Culture avant-gardiste des plantes médicinales

Maurice Masserey cultive 35 différentes sortes de plantes qu’il vend en grande partie à Ricola. Pour continuer à effectuer son travail, il a dû acheter un déshydrateur alimentaire.

Lorsqu’en 1983 Maurice Masserey a commencé à cultiver des plantes médicinales, il était l’un des premiers de Suisse. Depuis lors, ce paysan valaisan et son épouse Marie-Christine, qui avaient compris qu’ils tenaient là un créneau intéressant, n’ont cessé de développer leur entreprise. Aujourd’hui, ils cultivent, sur 50’000 m2, 35 espèces de plantes médicinales et aromatiques différentes, entre autres de la sauge, du thym, de la verveine, de l’achillée et de la marjolaine, qui sont utilisées pour la fabrication de divers produits, tels que des bonbons, des tisanes bio, des huiles essentielles et des mélanges d’herbes aromatiques. «C’est à partir de notre produit phare, la sauge, que sont fabriqués les bonbons Ricola», explique Maurice Masserey, qui est père de 3 enfants.

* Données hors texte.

//! RTCM v3 codec.
//!
//! Framing: preamble `0xD3`, 6 reserved bits, 10-bit length, payload,
//! CRC-24Q over preamble + length + payload.
//!
//! Decoded messages: legacy observations 1001-1004 / 1009-1012, station
//! messages 1005/1006/1007/1008/1033, broadcast ephemerides 1019/1020/
//! 1041/1042/1044/1045/1046, MSM4-7 for GPS/GLONASS/Galileo/QZSS/BeiDou,
//! and the SSR orbit/clock/bias/URA/high-rate groups. Generation wraps
//! per-type encoders with zero padding and a back-patched length.

use crate::bits::{getbitu, BitCursor, BitWriter};
use crate::crc::crc24q;
use crate::raw::Raw;
use crate::{Error, Status, StreamDecoder};
use gnss_core::constants::*;
use gnss_core::prelude::*;
use gnss_core::time::adjust_gps_week;
use itertools::{iproduct, Itertools};
use log::{debug, trace, warn};

const PREAMBLE: u8 = 0xD3;

/// SSR update interval table (s)
const UDINT: [f64; 16] = [
    1.0, 2.0, 5.0, 10.0, 15.0, 30.0, 60.0, 120.0, 240.0, 300.0, 600.0, 900.0, 1800.0, 3600.0,
    7200.0, 10800.0,
];

/// Reference station parameters (1005/1006/1007/1008/1033).
#[derive(Debug, Default, Clone)]
pub struct Station {
    /// ECEF position (m)
    pub pos: [f64; 3],
    /// Antenna height above the marker (m)
    pub height: f64,
    /// ITRF realization year
    pub itrf: u8,
    /// Antenna descriptor and setup id
    pub antenna: String,
    pub setup: u8,
    /// Receiver descriptor and firmware version
    pub receiver: String,
    pub firmware: String,
}

#[derive(Debug, Default, Copy, Clone, PartialEq)]
enum State {
    #[default]
    Idle,
    Length,
    Payload,
}

/// RTCM v3 stream decoder context.
#[derive(Debug, Default)]
pub struct Rtcm3 {
    pub raw: Raw,
    /// Station id of the last message
    pub staid: u16,
    /// Reference station parameters
    pub station: Station,
    state: State,
    /// carry-over observation flag: epoch still open (sync bit set)
    obs_open: bool,
}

Des produits naturels qui exigent un traitement manuel rigoureux

La culture des plantes aromatiques est un travail de longue haleine et nécessite un traitement manuel rigoureux. Les Masserey, qui attachent beaucoup d’importance à avoir une production en total respect avec la nature, cultivent leurs plantes selon les normes et exigences de BIO-Suisse et les sèchent au moyen d’une installation chauffée à l’énergie solaire. La température à l’intérieur y est de 45°. L’ASM a soutenu l’installation de ce système de séchage avant-gardiste. Un bon investissement! «La demande pour les herbes médicinales est en hausse dans toute l’Europe», souligne Masserey. De plus en plus de gens apprécient les aliments ou les produits médicaux naturels. Et le nombre croissant de personnes qui visitent l’exploitation des Masserey est là pour en témoigner.